(Records drawn from a dataset)
* * * * * * *
// SPDX-License-Identifier: MIT
// Copyright 2026 Roland Dreier <roland@rolandd.dev>

//! Example data seeding for demos and local development.

use chrono::{NaiveDate, TimeZone, Utc};

use crate::db::DynStore;
use crate::error::AppError;
use crate::models::{Athlete, TrainingSession};

/// Seed the store with two example athletes and four training sessions.
///
/// Upsert semantics make this safe to run repeatedly.
pub async fn seed_demo_data(store: &DynStore) -> Result<(), AppError> {
    let athletes = [
        Athlete {
            id: "athlete-1".to_string(),
            name: "John Doe".to_string(),
        },
        Athlete {
            id: "athlete-2".to_string(),
            name: "Jane Smith".to_string(),
        },
    ];

    for athlete in &athletes {
        store.put_athlete(athlete).await?;
    }

    let sessions = [
        demo_session(
            "a1b2c3d4-e5f6-4a5b-8c9d-0e1f2a3b4c5d",
            "athlete-1",
            "John Doe",
            (2025, 10, 20),
            45.0,
            8.5,
            "Morning run with intervals",
        ),
        demo_session(
            "b2c3d4e5-f6a7-4b6c-9d0e-1f2a3b4c5d6e",
            "athlete-1",
            "John Doe",
            (2025, 10, 21),
            60.0,
            12.0,
            "Long steady run",
        ),
        demo_session(
            "c3d4e5f6-a7b8-4c7d-0e1f-2a3b4c5d6e7f",
            "athlete-2",
            "Jane Smith",
            (2025, 10, 22),
            30.0,
            5.0,
            "Easy recovery run",
        ),
        demo_session(
            "d4e5f6a7-b8c9-4d8e-1f2a-3b4c5d6e7f8a",
            "athlete-2",
            "Jane Smith",
            (2025, 10, 23),
            50.0,
            10.0,
            "Tempo run feeling strong",
        ),
    ];

    for session in &sessions {
        store.put_session(session).await?;
    }

    tracing::info!(
        athletes = athletes.len(),
        sessions = sessions.len(),
        "Seeded demo data"
    );

    Ok(())
}

#[allow(clippy::too_many_arguments)]
fn demo_session(
    id: &str,
    athlete_id: &str,
    athlete_name: &str,
    date: (i32, u32, u32),
    duration: f64,
    distance: f64,
    notes: &str,
) -> TrainingSession {
    let (year, month, day) = date;
    // Fixed timestamps keep seeded data deterministic across runs.
    let created = Utc
        .with_ymd_and_hms(year, month, day, 8, 0, 0)
        .single()
        .unwrap_or_else(Utc::now);

    TrainingSession {
        id: id.to_string(),
        athlete_id: athlete_id.to_string(),
        athlete_name: athlete_name.to_string(),
        date: NaiveDate::from_ymd_opt(year, month, day).unwrap_or_default(),
        duration,
        distance,
        notes: Some(notes.to_string()),
        created_at: created,
        updated_at: created,
    }
}
// SPDX-License-Identifier: MIT
// Copyright 2026 Roland Dreier <roland@kernel.org>

//! Data models for the application.

pub mod athlete;
pub mod session;
pub mod stats;

pub use athlete::{Athlete, AthleteInput};
pub use session::{Pagination, SessionListResponse, TrainingSession, TrainingSessionInput};
pub use stats::Statistics;
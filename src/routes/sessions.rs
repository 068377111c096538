// SPDX-License-Identifier: MIT
// Copyright 2026 Roland Dreier <roland@rolandd.dev>

//! API routes for training sessions.

use crate::error::{validate_input, AppError, Result};
use crate::models::{SessionListResponse, Statistics, TrainingSession, TrainingSessionInput};
use crate::services::{compute_statistics, filter_and_sort, paginate, SessionFilter};
use crate::AppState;
use axum::{
    extract::{Path, Query, State},
    http::StatusCode,
    routing::get,
    Json, Router,
};
use chrono::{NaiveDate, Utc};
use serde::Deserialize;
use std::sync::Arc;

const DEFAULT_LIMIT: usize = 50;
const MAX_LIMIT: usize = 100;

pub fn routes() -> Router<Arc<AppState>> {
    Router::new()
        .route(
            "/v1/training-sessions",
            get(list_sessions).post(create_session),
        )
        .route("/v1/training-sessions/statistics", get(session_statistics))
        .route(
            "/v1/training-sessions/{id}",
            get(get_session).put(update_session).delete(delete_session),
        )
}

fn session_not_found(id: &str) -> AppError {
    AppError::NotFound(format!("Training session with id '{}' not found", id))
}

fn athlete_not_found(id: &str) -> AppError {
    AppError::NotFound(format!("Athlete with id '{}' not found", id))
}

fn parse_date(value: &str, param: &str) -> Result<NaiveDate> {
    value.parse().map_err(|_| {
        AppError::validation(format!(
            "Invalid {}: '{}' is not a valid date (expected YYYY-MM-DD)",
            param, value
        ))
    })
}

#[derive(Debug, Default, Deserialize)]
struct ListSessionsQuery {
    #[serde(rename = "startDate")]
    start_date: Option<String>,
    #[serde(rename = "endDate")]
    end_date: Option<String>,
    #[serde(rename = "athleteId")]
    athlete_id: Option<String>,
    limit: Option<usize>,
    offset: Option<usize>,
}

impl ListSessionsQuery {
    fn filter(&self) -> Result<SessionFilter> {
        let start_date = self
            .start_date
            .as_deref()
            .map(|v| parse_date(v, "startDate"))
            .transpose()?;
        let end_date = self
            .end_date
            .as_deref()
            .map(|v| parse_date(v, "endDate"))
            .transpose()?;

        Ok(SessionFilter {
            start_date,
            end_date,
            athlete_id: self.athlete_id.clone(),
        })
    }

    fn page(&self) -> Result<(usize, usize)> {
        let limit = self.limit.unwrap_or(DEFAULT_LIMIT);
        if limit < 1 || limit > MAX_LIMIT {
            return Err(AppError::validation(format!(
                "limit must be between 1 and {}",
                MAX_LIMIT
            )));
        }
        let offset = self.offset.unwrap_or(0);
        Ok((limit, offset))
    }
}

/// List training sessions with optional filters, newest first.
async fn list_sessions(
    State(state): State<Arc<AppState>>,
    Query(query): Query<ListSessionsQuery>,
) -> Result<Json<SessionListResponse>> {
    let filter = query.filter()?;
    let (limit, offset) = query.page()?;

    let sessions = state.store.list_all_sessions().await?;
    let filtered = filter_and_sort(sessions, &filter);
    let (data, pagination) = paginate(filtered, limit, offset);

    Ok(Json(SessionListResponse { data, pagination }))
}

/// Create a training session for an existing athlete.
///
/// The athlete's current name is copied onto the session at write time.
async fn create_session(
    State(state): State<Arc<AppState>>,
    Json(input): Json<TrainingSessionInput>,
) -> Result<(StatusCode, Json<TrainingSession>)> {
    validate_input(&input)?;

    let athlete = state
        .store
        .get_athlete(&input.athlete_id)
        .await?
        .ok_or_else(|| athlete_not_found(&input.athlete_id))?;

    let now = Utc::now();
    let session = TrainingSession {
        id: uuid::Uuid::new_v4().to_string(),
        athlete_id: athlete.id,
        athlete_name: athlete.name,
        date: input.date,
        duration: input.duration,
        distance: input.distance,
        notes: input.notes,
        created_at: now,
        updated_at: now,
    };

    state.store.put_session(&session).await?;

    tracing::debug!(session_id = %session.id, athlete_id = %session.athlete_id, "Created training session");

    Ok((StatusCode::CREATED, Json(session)))
}

#[derive(Debug, Default, Deserialize)]
struct StatisticsQuery {
    #[serde(rename = "startDate")]
    start_date: Option<String>,
    #[serde(rename = "endDate")]
    end_date: Option<String>,
}

/// Aggregate statistics over all sessions, optionally date-bounded.
async fn session_statistics(
    State(state): State<Arc<AppState>>,
    Query(query): Query<StatisticsQuery>,
) -> Result<Json<Statistics>> {
    let filter = SessionFilter {
        start_date: query
            .start_date
            .as_deref()
            .map(|v| parse_date(v, "startDate"))
            .transpose()?,
        end_date: query
            .end_date
            .as_deref()
            .map(|v| parse_date(v, "endDate"))
            .transpose()?,
        athlete_id: None,
    };

    let sessions = state.store.list_all_sessions().await?;
    let filtered = filter_and_sort(sessions, &filter);

    Ok(Json(compute_statistics(&filtered)))
}

/// Get a single training session by id.
async fn get_session(
    State(state): State<Arc<AppState>>,
    Path(id): Path<String>,
) -> Result<Json<TrainingSession>> {
    let session = state
        .store
        .get_session(&id)
        .await?
        .ok_or_else(|| session_not_found(&id))?;

    Ok(Json(session))
}

/// Replace an existing training session.
///
/// `createdAt` is preserved from the stored record; `updatedAt` is set to
/// the time of this write. The athlete name is re-denormalized from the
/// (possibly different) athlete in the new payload.
async fn update_session(
    State(state): State<Arc<AppState>>,
    Path(id): Path<String>,
    Json(input): Json<TrainingSessionInput>,
) -> Result<Json<TrainingSession>> {
    validate_input(&input)?;

    let existing = state
        .store
        .get_session(&id)
        .await?
        .ok_or_else(|| session_not_found(&id))?;

    let athlete = state
        .store
        .get_athlete(&input.athlete_id)
        .await?
        .ok_or_else(|| athlete_not_found(&input.athlete_id))?;

    let session = TrainingSession {
        id: existing.id,
        athlete_id: athlete.id,
        athlete_name: athlete.name,
        date: input.date,
        duration: input.duration,
        distance: input.distance,
        notes: input.notes,
        created_at: existing.created_at,
        updated_at: Utc::now(),
    };

    state.store.put_session(&session).await?;

    Ok(Json(session))
}

/// Delete a training session.
async fn delete_session(
    State(state): State<Arc<AppState>>,
    Path(id): Path<String>,
) -> Result<StatusCode> {
    if state.store.get_session(&id).await?.is_none() {
        return Err(session_not_found(&id));
    }

    state.store.delete_session(&id).await?;

    Ok(StatusCode::NO_CONTENT)
}
// SPDX-License-Identifier: MIT
// Copyright 2026 Roland Dreier <roland@rolandd.dev>

//! Training Tracker API Server
//!
//! REST API for athletes and their training sessions, backed by either an
//! in-memory store or DynamoDB depending on configuration.

use std::sync::Arc;
use training_tracker::{config::Config, db, services::seed, AppState};
use tracing_subscriber::{layer::SubscriberExt, util::SubscriberInitExt};

#[tokio::main]
async fn main() -> Result<(), Box<dyn std::error::Error>> {
    // Initialize structured JSON logging
    init_logging();

    // Load configuration from environment
    let config = Config::from_env().expect("Failed to load configuration");
    tracing::info!(
        port = config.port,
        backend = ?config.storage_backend,
        "Starting Training Tracker API"
    );

    // Connect the configured storage backend
    let store = db::connect(&config)
        .await
        .expect("Failed to initialize storage backend");

    if config.seed_demo_data {
        seed::seed_demo_data(&store)
            .await
            .expect("Failed to seed demo data");
    }

    // Build shared state
    let state = Arc::new(AppState {
        config: config.clone(),
        store,
    });

    // Build router
    let app = training_tracker::routes::create_router(state);

    // Start server
    let addr = format!("0.0.0.0:{}", config.port);
    let listener = tokio::net::TcpListener::bind(&addr).await?;
    tracing::info!(address = %addr, "Server listening");

    axum::serve(listener, app).await?;
    Ok(())
}

/// Initialize structured JSON logging.
fn init_logging() {
    let format = tracing_subscriber::fmt::layer()
        .json()
        .with_target(false)
        .with_current_span(true)
        .flatten_event(true);

    tracing_subscriber::registry()
        .with(
            tracing_subscriber::EnvFilter::from_default_env()
                .add_directive("training_tracker=debug".parse().unwrap())
                .add_directive("info".parse().unwrap()),
        )
        .with(format)
        .init();
}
* * * * * * *
[What needs to be done]
Reproduce, character for character, only the lines of the preceding data that start at the line with "if limit < 1" and end at the line with "Ok((limit, offset))", both included.

[Task solution]
        if limit < 1 || limit > MAX_LIMIT {
            return Err(AppError::validation(format!(
                "limit must be between 1 and {}",
                MAX_LIMIT
            )));
        }
        let offset = self.offset.unwrap_or(0);
        Ok((limit, offset))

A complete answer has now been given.